Re: [PATCH v2 06/34] staging: vc04_services: Add new vc-sm-cma driver

Dave Stevenson <dave.stevenson@xxxxxxxxxxxxxxx> · Thu, 21 May 2020 12:01:44 +0100

Hi Nicholas

On Wed, 20 May 2020 at 15:41, Nicolas Saenz Julienne
<nsaenzjulienne@xxxxxxx> wrote:
>
> On Mon, 2020-05-18 at 16:48 +0100, Dave Stevenson wrote:
> > Hi Nicolas
> > > > +     exp_info.ops = &dma_buf_import_ops;
> > > > +     exp_info.size = import.size;
> > > > +     exp_info.flags = O_RDWR;
> > > > +     exp_info.priv = buffer;
> > > > +
> > > > +     buffer->dma_buf = dma_buf_export(&exp_info);
> > >
> > > Could you comment on the need for this second dma_buf? I've only reviewed
> > > code
> > > related to mmal-vchiq imports, but it seems to me that it would be saner to
> > > do
> > > the unmapping and unattaching explicitly as opposed to having this second
> > > buffer refcount hit 0. Although, I can imagine this being needed for the
> > > userspace interface.
> >
> > Indeed, as it is needed for the userspace interface it seemed to make
> > more sense to have common handling rather than two code paths doing
> > nearly the same thing but in different ways.
> > Downstream we need a userspace import at least to allow MMAL to set up
> > zero copy, so unless it raises any real objections then it would be
> > useful to keep it.
> >
> > > When you talk about moving to dmabuf heaps, I've pictured a specific dmabuf
> > > heap for vc4 that takes care of all the importing and unimporting (aside
> > > from
> > > cma allocations). Am I right? If so, I'm pretty confident we can do away
> > > with
> > > this.
> >
> > (Note I'm talking about the VideoCore4 VPU and other blocks, and not
> > the vc4 DRM/KMS and V3D drivers)
> >
> > No, I'm looking at using the existing cma_heap driver to do the
> > allocations, and then this driver will import them and handle the
> > lifetime on behalf of the VPU. There's no need for VPU allocations to
> > be split off into yet another heap.
>
> Fair enough.
>
> > One of the things we are trying to get away from is having the gpu_mem
> > reserved lump that Linux can't get access to at all, so allocating
> > from the CMA heap and importing to the VPU avoids that.
>
> That's great! Will this also apply at some point to the GPU side of things? I
> vaguely recall having to reserve up to 300M on rpi3 to get mesa to work on a
> desktop environment.

None of this has any involvement with the vc4 V3D or v3d DRM/KMS
drivers. gpu_mem (the size of the VPU's relocatable heap) shouldn't
have affected that at all other than being another carveout.

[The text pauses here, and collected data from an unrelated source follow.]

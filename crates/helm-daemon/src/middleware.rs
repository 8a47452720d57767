// SPDX-License-Identifier: MIT OR Apache-2.0
//! Middleware stack for the helm daemon HTTP API.

use axum::{
    extract::Request,
    http::{HeaderValue, StatusCode},
    middleware::Next,
    response::{IntoResponse, Response},
};
use std::collections::VecDeque;
use std::sync::Arc;
use std::time::{Duration, Instant};
use tokio::sync::Mutex;
use tracing::info;
use uuid::Uuid;

// ---------------------------------------------------------------------------
// RequestId middleware
// ---------------------------------------------------------------------------

/// A unique request identifier, available as an Axum extension.
#[derive(Debug, Clone, Copy, PartialEq, Eq, Hash)]
pub struct RequestId(pub Uuid);

/// Generates a [`RequestId`] per request and echoes it as `X-Request-Id`.
pub async fn request_id_middleware(mut req: Request, next: Next) -> Response {
    let id = RequestId(Uuid::new_v4());
    req.extensions_mut().insert(id);
    let mut resp = next.run(req).await;
    if let Ok(value) = HeaderValue::from_str(&id.0.to_string()) {
        resp.headers_mut().insert("x-request-id", value);
    }
    resp
}

// ---------------------------------------------------------------------------
// Request logger
// ---------------------------------------------------------------------------

/// Logs method, path, status, and duration for each request.
pub async fn request_logger(req: Request, next: Next) -> Response {
    let method = req.method().clone();
    let path = req.uri().path().to_owned();
    let start = Instant::now();

    let resp = next.run(req).await;

    info!(
        http.method = %method,
        http.path = %path,
        http.status = resp.status().as_u16(),
        http.duration_ms = start.elapsed().as_millis() as u64,
        "request completed"
    );
    resp
}

// ---------------------------------------------------------------------------
// Rate limiter
// ---------------------------------------------------------------------------

/// Simple in-memory sliding-window rate limiter.
#[derive(Clone)]
pub struct RateLimiter {
    inner: Arc<Mutex<VecDeque<Instant>>>,
    max_requests: u32,
    window: Duration,
}

impl RateLimiter {
    /// Allow `max_requests` within `window`.
    #[must_use]
    pub fn new(max_requests: u32, window: Duration) -> Self {
        Self {
            inner: Arc::new(Mutex::new(VecDeque::new())),
            max_requests,
            window,
        }
    }

    /// Record one request, rejecting when the window is full.
    pub async fn check(&self) -> Result<(), StatusCode> {
        let now = Instant::now();
        let mut timestamps = self.inner.lock().await;

        while let Some(&front) = timestamps.front() {
            if now.duration_since(front) > self.window {
                timestamps.pop_front();
            } else {
                break;
            }
        }

        if timestamps.len() as u32 >= self.max_requests {
            return Err(StatusCode::TOO_MANY_REQUESTS);
        }
        timestamps.push_back(now);
        Ok(())
    }

    /// Axum middleware wrapper around [`RateLimiter::check`].
    pub async fn middleware(
        limiter: RateLimiter,
        req: Request,
        next: Next,
    ) -> Response {
        match limiter.check().await {
            Ok(()) => next.run(req).await,
            Err(status) => (status, "too many requests").into_response(),
        }
    }
}

#[cfg(test)]
mod tests {
    use super::*;

    #[tokio::test]
    async fn limiter_allows_within_window() {
        let limiter = RateLimiter::new(3, Duration::from_secs(60));
        for _ in 0..3 {
            assert!(limiter.check().await.is_ok());
        }
        assert_eq!(limiter.check().await, Err(StatusCode::TOO_MANY_REQUESTS));
    }

    #[tokio::test]
    async fn limiter_expires_old_entries() {
        let limiter = RateLimiter::new(1, Duration::from_millis(20));
        assert!(limiter.check().await.is_ok());
        assert!(limiter.check().await.is_err());
        tokio::time::sleep(Duration::from_millis(40)).await;
        assert!(limiter.check().await.is_ok());
    }
}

I did have code working where VPU relocatable heap alloc calls made a
VCHIQ call across to this driver, it made an allocation using
dma_alloc_contig, and then passed all the required information back.
Whilst it worked in all the use cases we tested, there were still a
few reservations over potential deadlocks depending on exactly who
called what when. There were also discussions on how to tell users
that everything had changed, gpu_mem no longer did anything much, and
please set up CMA regions. The best time is probably on either a new
Debian/Raspbian release, or possibly when bumping to the next LTS
kernel, but we just know there will be complaints whenever we do it.

If/when the world quietens down a bit I may look at resurrecting it
again. It fitted in better when this driver was doing allocations, but
if we can arrange that there is no need to work backwards from an
internal allocation VPU handle to a dmabuf, then actually the
allocation and dma map code can be relatively self-contained.

> > I'll give some history here, which also hopefully covers your query
> > over switching mmal-vchiq to zero copy.
> >
> > Almost all the VC4 blocks need contiguous memory, so fragmentation was
> > an issue. To resolve that we (back in Broadcom days) had the
> > "relocatable heap" - allocations that needed to be locked before
> > access and unlocked after. Unlocked blocks could be copied and moved
> > around to free up larger contiguous blocks. These allocations use a
> > handle instead of a pointer, and have internal refcounting etc.
> > Basically providing some of the features of an MMU when you don't have
> > one.
> >
> > The original VCSM driver allowed userspace to make a relocatable heap
> > allocation, lock it, and the kernel to map the relevant pages into the
> > ARM memory space. Now you have a shared buffer, and VCHIQ no longer
> > has to copy the data back and forth. (Cache flushing was also
> > handled).
> > So MMAL in zero copy mode passes the VPU relocatable heap handle
> > across in the VCHIQ message, not a pointer to the actual data. VCSM
> > did the allocation on behalf of the MMAL client, and provides the
> > mapping and VPU handle to the buffer. This still leaves the allocation
> > being made from gpu_mem though.
> >
> > The rewrite (vc-sm-cma) was to make use of an import feature into the
> > relocatable heap, termed internally as mem wrapping. Take a CMA
> > allocation made by something, pass the DMA address and size across to
> > the VPU, and it can insert it as a relocatable heap object that can be
> > used in exactly the same way gpu_mem allocations. gpu_mem can now be
> > shrunk in size :-) It was using a dma-buf as a convenient object to
> > manage the allocation, and handle importing buffers allocated by other
> > subsystems
> > Note that we still have refcounting internally to the relocatable
> > heap, so at the point the client says it has finished with it, the VPU
> > may not have done. When the last relocatable heap reference is
> > released, the kernel gets a callback (VC_SM_MSG_TYPE_RELEASED), and it
> > is only at that point that it is safe to drop the reference to the
> > imported dmabuf.
> >
> > V4L2 can do the relevant import and wrapping to a relocatable heap
> > handle as part of the buffer passing. MMAL needs to do it manually
> > from userspace as VCHIQ is the only in-kernel service that it uses,
> > hence we need an import ioctl and free mechanism (if the handle is a
> > dmabuf, then that's close).
> >
> >
> > From a platform level it would be nice to have the userspace ioctl for
> > importing a dmabuf in mainline, however it isn't necessary for the
> > V4L2 use cases that we're trying to upstream here. The driver without
> > userspace API would look pretty much like the one in [1]. I'll try and
> > update that to include the basic import userspace API to give a
> > comparison.
> > I don't mind which way this goes as to whether the userspace ioctl
> > remains as downstream patches, but losing the dmabuf as the handle
> > within vc-sm-cma will make that patch huge, and they're almost
> > guaranteed to diverge.
> > Ignore the caching ioctls - they're irrelevant.
> >
> > I hope that makes the situation a little clearer.
>
> Thanks a lot for the in-depth explanation, it does indeed. Actually, it
> wouldn't hurt to add a subset of this into a text file alongside with the new
> driver.

OK, I'll look at tidying things up before Laurent and co push another
version for review.

  Dave